| Instructions for the task |
Nothing outside the range is wanted. Repeat exactly the lines below from the one with "pub struct ChatSession" through the one with "the active video.".

| Extracted data |
//! Per-session chat state.
//!
//! A [`ChatSession`] owns the conversation, the URL being worked on and the
//! index of the processed video. At most one video is active at a time.

use crate::error::{Result, TubechatError};
use crate::orchestrator::{Orchestrator, ProcessStage, ProcessedVideo};
use crate::rag::RagResponse;
use crate::transcript::extract_video_id;
use chrono::{DateTime, Utc};
use serde::Serialize;
use tracing::{info, instrument, warn};
use uuid::Uuid;

pub const GREETING: &str = "Hi! Enter a YouTube URL to get started.";
pub const PROCESSED: &str = "I've processed the video. Ask me anything about it!";
pub const NO_ACTIVE_VIDEO: &str = "Please process a YouTube video first.";
pub const EMPTY_URL: &str = "Please enter a YouTube URL.";

/// Lifecycle of a session.
#[derive(Debug, Clone, Copy, PartialEq, Eq, Serialize)]
#[serde(rename_all = "lowercase")]
pub enum SessionState {
    Idle,
    Processing,
    Ready,
    Querying,
}

#[derive(Debug, Clone, Copy, PartialEq, Eq, Serialize)]
#[serde(rename_all = "lowercase")]
pub enum Role {
    User,
    Assistant,
}

/// One turn of the conversation.
#[derive(Debug, Clone, Serialize)]
pub struct ChatMessage {
    pub role: Role,
    pub content: String,
    pub created_at: DateTime<Utc>,
}

impl ChatMessage {
    pub fn user(content: impl Into<String>) -> Self {
        Self {
            role: Role::User,
            content: content.into(),
            created_at: Utc::now(),
        }
    }

    pub fn assistant(content: impl Into<String>) -> Self {
        Self {
            role: Role::Assistant,
            content: content.into(),
            created_at: Utc::now(),
        }
    }
}

/// Result of asking a question.
#[derive(Debug, Clone)]
pub enum AskOutcome {
    Answered(RagResponse),
    /// Nothing has been processed yet; the conversation is unchanged.
    NoActiveVideo,
}

/// A chat session bound to at most one processed video.
pub struct ChatSession {
    id: Uuid,
    state: SessionState,
    messages: Vec<ChatMessage>,
    current_url: Option<String>,
    active: Option<ProcessedVideo>,
}

impl Default for ChatSession {
    fn default() -> Self {
        Self::new()
    }
}

impl ChatSession {
    pub fn new() -> Self {
        Self {
            id: Uuid::new_v4(),
            state: SessionState::Idle,
            messages: vec![ChatMessage::assistant(GREETING)],
            current_url: None,
            active: None,
        }
    }

    pub fn id(&self) -> Uuid {
        self.id
    }

    pub fn state(&self) -> SessionState {
        self.state
    }

    pub fn messages(&self) -> &[ChatMessage] {
        &self.messages
    }

    pub fn current_url(&self) -> Option<&str> {
        self.current_url.as_deref()
    }

    /// The processed video, if any.
    pub fn active(&self) -> Option<&ProcessedVideo> {
        self.active.as_ref()
    }

    /// Process a video URL, replacing any previously active video.
    #[instrument(skip(self, orchestrator, on_stage), fields(session = %self.id))]
    pub async fn process_video<F>(&mut self, orchestrator: &Orchestrator, url: &str, on_stage: F) -> Result<()>
    where
        F: Fn(ProcessStage) + Send + Sync,
    {
        let url = url.trim();
        if url.is_empty() {
            return Err(TubechatError::InvalidInput(EMPTY_URL.to_string()));
        }
        extract_video_id(url)?;

        self.reset();
        self.current_url = Some(url.to_string());
        self.state = SessionState::Processing;

        match orchestrator.process_video(url, on_stage).await {
            Ok(video) => {
                info!("Session ready for {}", video.video_id);
                self.active = Some(video);
                self.messages = vec![ChatMessage::assistant(PROCESSED)];
                self.state = SessionState::Ready;
                Ok(())
            }
            Err(e) => {
                warn!("Processing failed: {}", e);
                self.state = SessionState::Idle;
                Err(e)
            }
        }
    }

    /// Ask a question about the active video.
    #[instrument(skip(self, orchestrator), fields(session = %self.id))]
    pub async fn ask(&mut self, orchestrator: &Orchestrator, question: &str) -> Result<AskOutcome> {
        let store = match &self.active {
            Some(video) => video.store.clone(),
            None => return Ok(AskOutcome::NoActiveVideo),
        };

        self.messages.push(ChatMessage::user(question));
        self.state = SessionState::Querying;

        let result = orchestrator.answer(store.as_ref(), question).await;
        self.state = SessionState::Ready;

        let response = result?;
        self.messages.push(ChatMessage::assistant(response.answer.clone()));
        Ok(AskOutcome::Answered(response))
    }

    /// Drop the active video and reset the conversation to the greeting.
    pub fn clear(&mut self) {
        self.reset();
        self.state = SessionState::Idle;
    }

    fn reset(&mut self) {
        self.messages = vec![ChatMessage::assistant(GREETING)];
        self.current_url = None;
        self.active = None;
    }
}

#[cfg(test)]
mod tests {
    use super::*;
    use crate::config::{Prompts, Settings};
    use crate::testing::{FixedDetector, KeywordEmbedder, ScriptedModel, StaticCaptionSource, TaggingTranslator};
    use crate::translation::ParallelTranslator;
    use std::sync::Arc;

    const URL: &str = "https://youtu.be/dQw4w9WgXcQ";

    fn lyrics() -> StaticCaptionSource {
        StaticCaptionSource::new().with_track(
            "en",
            &[
                "We're no strangers to love",
                "You know the rules and so do I",
                "Never gonna give you up",
                "Never gonna let you down",
            ],
        )
    }

    fn orchestrator(source: StaticCaptionSource, model: ScriptedModel) -> Orchestrator {
        let mut settings = Settings::default();
        settings.chunking.chunk_size = 40;
        settings.chunking.chunk_overlap = 10;

        Orchestrator::with_components(
            settings,
            Prompts::default(),
            Arc::new(source),
            Arc::new(ParallelTranslator::new(
                Arc::new(TaggingTranslator::default()),
                Arc::new(FixedDetector::new(Some("hi"))),
            )),
            Arc::new(KeywordEmbedder::default()),
            Arc::new(model),
        )
    }

    #[test]
    fn test_new_session_greets() {
        let session = ChatSession::new();
        assert_eq!(session.state(), SessionState::Idle);
        assert_eq!(session.messages().len(), 1);
        assert_eq!(session.messages()[0].role, Role::Assistant);
        assert_eq!(session.messages()[0].content, GREETING);
        assert!(session.active().is_none());
    }

    #[tokio::test]
    async fn test_end_to_end_question() {
        let orchestrator = orchestrator(lyrics(), ScriptedModel::answering("It is a song about commitment."));
        let mut session = ChatSession::new();

        session.process_video(&orchestrator, URL, |_| {}).await.unwrap();
        assert_eq!(session.state(), SessionState::Ready);
        assert_eq!(session.current_url(), Some(URL));
        assert_eq!(session.active().unwrap().video_id, "dQw4w9WgXcQ");
        assert_eq!(session.messages().len(), 1);
        assert_eq!(session.messages()[0].content, PROCESSED);

        let outcome = session.ask(&orchestrator, "What is this video about?").await.unwrap();
        let response = match outcome {
            AskOutcome::Answered(response) => response,
            AskOutcome::NoActiveVideo => panic!("expected an answer"),
        };
        assert!(!response.answer.is_empty());
        assert!(!response.sources.is_empty());

        assert_eq!(session.state(), SessionState::Ready);
        let messages = session.messages();
        assert_eq!(messages.len(), 3);
        assert_eq!(messages[1].role, Role::User);
        assert_eq!(messages[1].content, "What is this video about?");
        assert_eq!(messages[2].role, Role::Assistant);
        assert_eq!(messages[2].content, "It is a song about commitment.");
    }

    #[tokio::test]
    async fn test_ask_without_video_appends_nothing() {
        let orchestrator = orchestrator(lyrics(), ScriptedModel::answering("unused"));
        let mut session = ChatSession::new();

        let outcome = session.ask(&orchestrator, "anything?").await.unwrap();
        assert!(matches!(outcome, AskOutcome::NoActiveVideo));
        assert_eq!(session.messages().len(), 1);
        assert_eq!(session.state(), SessionState::Idle);
    }

    #[tokio::test]
    async fn test_malformed_url_leaves_state_alone() {
        let orchestrator = orchestrator(lyrics(), ScriptedModel::answering("ok"));
        let mut session = ChatSession::new();
        session.process_video(&orchestrator, URL, |_| {}).await.unwrap();

        let err = session
            .process_video(&orchestrator, "not a url", |_| {})
            .await
            .unwrap_err();
        assert_eq!(err.to_string(), crate::error::VIDEO_ID_NOT_FOUND);
        assert_eq!(session.state(), SessionState::Ready);
        assert!(session.active().is_some());

        let err = session.process_video(&orchestrator, "  ", |_| {}).await.unwrap_err();
        assert!(err.to_string().contains(EMPTY_URL));
        assert!(session.active().is_some());
    }

    #[tokio::test]
    async fn test_failed_processing_returns_to_idle() {
        let orchestrator = orchestrator(StaticCaptionSource::new(), ScriptedModel::answering("ok"));
        let mut session = ChatSession::new();

        let err = session.process_video(&orchestrator, URL, |_| {}).await.unwrap_err();
        assert!(err.is_caption_error());
        assert_eq!(session.state(), SessionState::Idle);
        assert!(session.active().is_none());
        assert_eq!(session.messages().len(), 1);
    }

    #[tokio::test]
    async fn test_failed_answer_keeps_user_turn() {
        let orchestrator = orchestrator(lyrics(), ScriptedModel::failing());
        let mut session = ChatSession::new();
        session.process_video(&orchestrator, URL, |_| {}).await.unwrap();

        assert!(session.ask(&orchestrator, "Who sings?").await.is_err());
        assert_eq!(session.state(), SessionState::Ready);

        let messages = session.messages();
        assert_eq!(messages.len(), 2);
        assert_eq!(messages[1].role, Role::User);
    }

    #[tokio::test]
    async fn test_clear_resets_everything() {
        let orchestrator = orchestrator(lyrics(), ScriptedModel::answering("ok"));
        let mut session = ChatSession::new();
        session.process_video(&orchestrator, URL, |_| {}).await.unwrap();
        session.ask(&orchestrator, "What is this video about?").await.unwrap();

        session.clear();
        assert_eq!(session.state(), SessionState::Idle);
        assert!(session.active().is_none());
        assert!(session.current_url().is_none());
        assert_eq!(session.messages().len(), 1);
        assert_eq!(session.messages()[0].content, GREETING);

        let outcome = session.ask(&orchestrator, "still there?").await.unwrap();
        assert!(matches!(outcome, AskOutcome::NoActiveVideo));
    }
}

| Response box |
pub struct ChatSession {
    id: Uuid,
    state: SessionState,
    messages: Vec<ChatMessage>,
    current_url: Option<String>,
    active: Option<ProcessedVideo>,
}

impl Default for ChatSession {
    fn default() -> Self {
        Self::new()
    }
}

impl ChatSession {
    pub fn new() -> Self {
        Self {
            id: Uuid::new_v4(),
            state: SessionState::Idle,
            messages: vec![ChatMessage::assistant(GREETING)],
            current_url: None,
            active: None,
        }
    }

    pub fn id(&self) -> Uuid {
        self.id
    }

    pub fn state(&self) -> SessionState {
        self.state
    }

    pub fn messages(&self) -> &[ChatMessage] {
        &self.messages
    }

    pub fn current_url(&self) -> Option<&str> {
        self.current_url.as_deref()
    }

    /// The processed video, if any.
    pub fn active(&self) -> Option<&ProcessedVideo> {
        self.active.as_ref()
    }

    /// Process a video URL, replacing any previously active video.
    #[instrument(skip(self, orchestrator, on_stage), fields(session = %self.id))]
    pub async fn process_video<F>(&mut self, orchestrator: &Orchestrator, url: &str, on_stage: F) -> Result<()>
    where
        F: Fn(ProcessStage) + Send + Sync,
    {
        let url = url.trim();
        if url.is_empty() {
            return Err(TubechatError::InvalidInput(EMPTY_URL.to_string()));
        }
        extract_video_id(url)?;

        self.reset();
        self.current_url = Some(url.to_string());
        self.state = SessionState::Processing;

        match orchestrator.process_video(url, on_stage).await {
            Ok(video) => {
                info!("Session ready for {}", video.video_id);
                self.active = Some(video);
                self.messages = vec![ChatMessage::assistant(PROCESSED)];
                self.state = SessionState::Ready;
                Ok(())
            }
            Err(e) => {
                warn!("Processing failed: {}", e);
                self.state = SessionState::Idle;
                Err(e)
            }
        }
    }

    /// Ask a question about the active video.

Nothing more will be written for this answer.